*** EXTRACTED MATERIAL ***
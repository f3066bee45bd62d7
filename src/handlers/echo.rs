//! Routes that reflect request metadata back to the client.

use std::borrow::Cow;
use std::collections::BTreeMap;

use axum::http::{header, HeaderMap, HeaderName, StatusCode};

use crate::config::ClientIpSource;
use crate::http::request::RequestContext;
use crate::http::response::Reply;

/// Header name prefixes injected by the hosting platform.
pub const PLATFORM_HEADER_PREFIXES: [&str; 3] = ["X-Appengine", "X-Cloud", "X-Google"];

pub const X_FORWARDED_FOR: &str = "x-forwarded-for";

/// Best guess at the client address for the configured source.
pub fn client_ip(ctx: &RequestContext, source: ClientIpSource) -> String {
    if source == ClientIpSource::ForwardedFor {
        let forwarded = ctx.header(X_FORWARDED_FOR);
        if !forwarded.is_empty() {
            return forwarded.to_string();
        }
    }
    ctx.remote_addr().ip().to_string()
}

pub async fn ip(ctx: RequestContext, source: ClientIpSource) -> Reply {
    Reply::text(StatusCode::OK, client_ip(&ctx, source))
}

pub async fn user_agent(ctx: RequestContext) -> Reply {
    Reply::text(StatusCode::OK, ctx.header(header::USER_AGENT.as_str()))
}

/// All request headers except the platform-injected ones.
pub async fn headers(ctx: RequestContext) -> Reply {
    let map = header_map(ctx.headers(), |name| !is_platform_header(name));
    Reply::json(StatusCode::OK, &map)
}

pub async fn location(ctx: RequestContext) -> Reply {
    let mut map = BTreeMap::new();
    map.insert("city", ctx.header("x-appengine-city"));
    map.insert("citylatlong", ctx.header("x-appengine-citylatlong"));
    map.insert("country", ctx.header("x-appengine-country"));
    Reply::json(StatusCode::OK, &map)
}

/// All request headers, unfiltered, plus the body as text.
pub async fn post(ctx: RequestContext) -> Reply {
    let mut map = header_map(ctx.headers(), |_| true);
    if let Some(body) = ctx.body() {
        map.insert("body".to_string(), String::from_utf8_lossy(body).into_owned());
    }
    Reply::json(StatusCode::OK, &map)
}

pub fn is_platform_header(canonical_name: &str) -> bool {
    PLATFORM_HEADER_PREFIXES
        .iter()
        .any(|prefix| canonical_name.starts_with(prefix))
}

/// Render headers keyed by canonical name, joining repeated values with ','.
///
/// `Host` and `Transfer-Encoding` describe the connection rather than the
/// request and are left out.
pub fn header_map(headers: &HeaderMap, keep: impl Fn(&str) -> bool) -> BTreeMap<String, String> {
    let mut map = BTreeMap::new();
    for name in headers.keys() {
        if name == header::HOST || name == header::TRANSFER_ENCODING {
            continue;
        }
        let key = canonical_name(name);
        if !keep(&key) {
            continue;
        }
        let values: Vec<Cow<'_, str>> = headers
            .get_all(name)
            .iter()
            .map(|v| String::from_utf8_lossy(v.as_bytes()))
            .collect();
        map.insert(key, values.join(","));
    }
    map
}

/// `x-forwarded-for` → `X-Forwarded-For`.
pub fn canonical_name(name: &HeaderName) -> String {
    let mut upper = true;
    name.as_str()
        .chars()
        .map(|c| {
            let out = if upper {
                c.to_ascii_uppercase()
            } else {
                c.to_ascii_lowercase()
            };
            upper = c == '-';
            out
        })
        .collect()
}
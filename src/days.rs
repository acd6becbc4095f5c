//! Day-of-week bitmasks.
//!
//! Each day is one bit, with Sunday in the least significant position (1)
//! and Saturday in the greatest (64). Multi-day flags are bitwise unions of
//! the seven base bits. The empty mask is the "any page" query value: every
//! stored mask contains it, so filtering with it selects everything.

use bitflags::bitflags;
use serde::{Deserialize, Deserializer, Serialize, Serializer};

bitflags! {
    /// The days on which a page should be opened.
    #[derive(Debug, Clone, Copy, PartialEq, Eq, Default)]
    pub struct Days: u8 {
        const SUN = 1 << 0;
        const MON = 1 << 1;
        const TUE = 1 << 2;
        const WED = 1 << 3;
        const THU = 1 << 4;
        const FRI = 1 << 5;
        const SAT = 1 << 6;

        const MWF = Self::MON.bits() | Self::WED.bits() | Self::FRI.bits();
        const TTH = Self::TUE.bits() | Self::THU.bits();
        const WEEKENDS = Self::SAT.bits() | Self::SUN.bits();
        const WEEKDAYS = Self::MWF.bits() | Self::TTH.bits();
        const DAILY = Self::WEEKDAYS.bits() | Self::WEEKENDS.bits();
    }
}

/// The day flags offered by the UI surfaces, in display order: the seven
/// single days first, then the multi-day shortcuts.
pub const DAY_MENU: [(Days, &str); 12] = [
    (Days::SUN, "Sunday"),
    (Days::MON, "Monday"),
    (Days::TUE, "Tuesday"),
    (Days::WED, "Wednesday"),
    (Days::THU, "Thursday"),
    (Days::FRI, "Friday"),
    (Days::SAT, "Saturday"),
    (Days::DAILY, "Daily"),
    (Days::MWF, "MWF"),
    (Days::TTH, "TTh"),
    (Days::WEEKDAYS, "Weekdays"),
    (Days::WEEKENDS, "Weekends"),
];

impl Days {
    /// The single-day flag for a weekday index (0 = Sunday .. 6 = Saturday),
    /// matching what the host clock's day-of-week reports.
    pub fn for_weekday(index: u8) -> Option<Days> {
        (index < 7).then(|| Days::from_bits_truncate(1 << index))
    }
}

// Masks persist as their raw integer (0..=127). Anything outside the seven
// legal bits is truncated on the way in, so a `Days` value never holds stray
// high bits no matter what storage hands back.
impl Serialize for Days {
    fn serialize<S: Serializer>(&self, serializer: S) -> Result<S::Ok, S::Error> {
        serializer.serialize_u8(self.bits())
    }
}

impl<'de> Deserialize<'de> for Days {
    fn deserialize<D: Deserializer<'de>>(deserializer: D) -> Result<Self, D::Error> {
        let raw = u64::deserialize(deserializer)?;
        Ok(Days::from_bits_truncate((raw & 0x7f) as u8))
    }
}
*** End of EXTRACTED MATERIAL ***
#### TASK GOAL
The answer must consist of each line in the entries above that includes "filename".

#### EXERCISE SOLUTION
filename src/handlers/echo.rs
filename src/days.rs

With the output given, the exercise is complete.